The 1971 Nobel Peace Prize was awarded to the Chancellor of Germany Willy Brandt (1913–1992) "for paving the way for a meaningful dialogue between East and West." Because of his efforts to strengthen cooperation in western Europe through the European Economic Community (EEC) and to achieve reconciliation between West Germany and the countries of Eastern Europe, he became the fourth German recipient of the prestigious Peace Prize.

==Laureate==

Willy Brandt was active in German politics since his youth. He was engaged in clandestine resistance against the Nazis and went into exile in Norway in 1933. There he joined the Labour Party where he campaigned for a Nobel Peace Prize to Carl von Ossietzky. When the German occupation of Norway took place in 1940, he fled to Sweden where he worked as a journalist documenting the brutality of World War II. After the war, Brandt returned to Germany and continued engaging in politics becoming Mayor of West Berlin in 1957, Minister for Foreign Affairs in 1966, Leader of the Social Democratic Party in 1964 and Chancellor of Germany in 1969. As federal Chancellor, he made decisive efforts for West Germany to sign the Treaty on the Non-Proliferation of Nuclear Weapons (NPT), established a peaceful agreement – the Treaty of Moscow – with the Soviet Union in 1970, and another agreement – the Treaty of Warsaw with Poland in the same year which entailed that West Germany accepted the new national boundaries in Eastern Europe that had become effective in 1945. These treaties laid the foundations for the Four Power Agreement on Berlin which made it easier for families from either side of the divided city to visit each other. He resigned as Chancellor in May 1974.

==Deliberations==
===Nominations===
Brandt had not been nominated before for the peace prize, making him one of the laureates who won on a rare occasion when they have been awarded the Nobel Peace Prize the same year they were first nominated. Brandt only received three separate nominations: one from Jens Otto Krag (1914–1978) of Denmark, another from Wolfgang Yourgrau (1908–1979) the United States and a joint nomination by three politicians (La Pira of Italy, De Chambrun of France, and Dia of Senegal).

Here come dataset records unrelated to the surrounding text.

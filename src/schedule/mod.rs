//! Scheduled transactions: bills and paychecks that are due on a date and
//! may repeat.
//!
//! A scheduled transaction is pending until it is paid with [mark_paid],
//! which records a real transaction and, for repeating ones, schedules the
//! next occurrence. Whether a pending one is overdue or due soon is derived
//! from the current date by [derive_display_status] and never stored.

mod core;
mod create;
mod delete;
mod edit;
mod engine;
mod form;
mod pay;
mod recurrence;
mod schedule_page;
mod status;
mod store;
mod view;

pub use core::{
    ObligationStatus, ScheduledObligation, create_scheduled_transaction_table,
    get_upcoming_obligations,
};
pub use create::{create_scheduled_endpoint, get_new_scheduled_page};
pub use delete::delete_scheduled_endpoint;
pub use edit::{get_edit_scheduled_page, update_scheduled_endpoint};
pub use engine::{PaymentOutcome, ScheduleError, mark_paid};
pub use pay::pay_scheduled_endpoint;
pub use recurrence::{Recurrence, RecurrenceError};
pub use schedule_page::get_schedule_page;
pub use status::{DUE_SOON_DAYS, DisplayStatus, derive_display_status};
pub use store::LedgerStore;
pub use view::obligations_table;

#[cfg(test)]
pub use core::{NewObligation, create_obligation};
//! Database ID type definitions.

/// Alias for the integer type used for mapping to database IDs.
pub type DatabaseId = i64;
/// The ID of a realized transaction.
pub type TransactionId = DatabaseId;
/// The ID of a scheduled obligation.
pub type ObligationId = DatabaseId;
/// The ID of a savings goal.
pub type GoalId = DatabaseId;
/// The ID of a transaction category.
pub type CategoryId = DatabaseId;
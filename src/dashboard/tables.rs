//! Table views for dashboard data display.

use maud::{Markup, html};

use crate::{
    dashboard::aggregation::{MonthlySummary, format_month_label},
    html::{TABLE_CELL_STYLE, TABLE_HEADER_STYLE, TABLE_ROW_STYLE, format_currency},
};

const TABLE_CELL_GREEN_STYLE: &str = "text-green-600 dark:text-green-400";
const TABLE_CELL_RED_STYLE: &str = "text-red-600 dark:text-red-400";

/// Gets the CSS class for coloring amounts (green for positive, red for negative).
fn amount_color_class(amount: f64) -> &'static str {
    if amount >= 0.0 {
        TABLE_CELL_GREEN_STYLE
    } else {
        TABLE_CELL_RED_STYLE
    }
}

/// Renders a table with the income, expenses and balance of each month, newest first.
pub(super) fn monthly_summary_table(summaries: &[MonthlySummary]) -> Markup {
    html! {
        div
        {
            h3 class="text-xl font-semibold mb-4" { "Monthly Summary" }

            div class="overflow-x-auto rounded-lg shadow"
            {
                table class="w-full text-sm text-left text-gray-500 dark:text-gray-400"
                {
                    thead class=(TABLE_HEADER_STYLE)
                    {
                        tr
                        {
                            th scope="col" class=(TABLE_CELL_STYLE) { "Month" }
                            th scope="col" class={ (TABLE_CELL_STYLE) " text-right" } { "Income" }
                            th scope="col" class={ (TABLE_CELL_STYLE) " text-right" } { "Expenses" }
                            th scope="col" class={ (TABLE_CELL_STYLE) " text-right" } { "Balance" }
                        }
                    }

                    tbody
                    {
                        @for summary in summaries.iter().rev() {
                            @let balance = summary.totals.balance();

                            tr class=(TABLE_ROW_STYLE) data-month-row=(summary.month)
                            {
                                th scope="row" class={ (TABLE_CELL_STYLE) " font-medium text-gray-900 dark:text-white" }
                                {
                                    (format_month_label(summary.month))
                                }
                                td class={ (TABLE_CELL_STYLE) " text-right" }
                                {
                                    (format_currency(summary.totals.income))
                                }
                                td class={ (TABLE_CELL_STYLE) " text-right" }
                                {
                                    (format_currency(summary.totals.expenses))
                                }
                                td class={ (TABLE_CELL_STYLE) " text-right " (amount_color_class(balance)) }
                                {
                                    (format_currency(balance))
                                }
                            }
                        }
                    }
                }
            }
        }
    }
}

In total, the Norwegian Nobel Committee received 86 nominations for 33 individuals and 7 organizations including Vinoba Bhave, Hélder Câmara, Cyrus S. Eaton, Alfonso García Robles (awarded in 1982), Clarence Streit, Elie Wiesel (awarded in 1986) and the Universal Esperanto Association (UEA). Eighteen individuals and two organizations were nominated for the first time such as Cesar Chavez, Tage Erlander, Einar Gerhardsen, Jean Monnet, Arvid Pardo, Stefan Wyszyński, Herbert York and the Centre for Cultural and Social Cooperation in France. French activist Louise Weiss, also a first-time recommended, was the only woman nominated that year. Notable figures like Jacobo Árbenz, Nora Stanton Barney, Carlo Braga, Louis Lecoin, Reinhold Niebuhr, Hiratsuka Raichō, Miriam Soljak, William Griffith Wilson and Waldo Williams died in 1971 without having been nominated for the peace prize.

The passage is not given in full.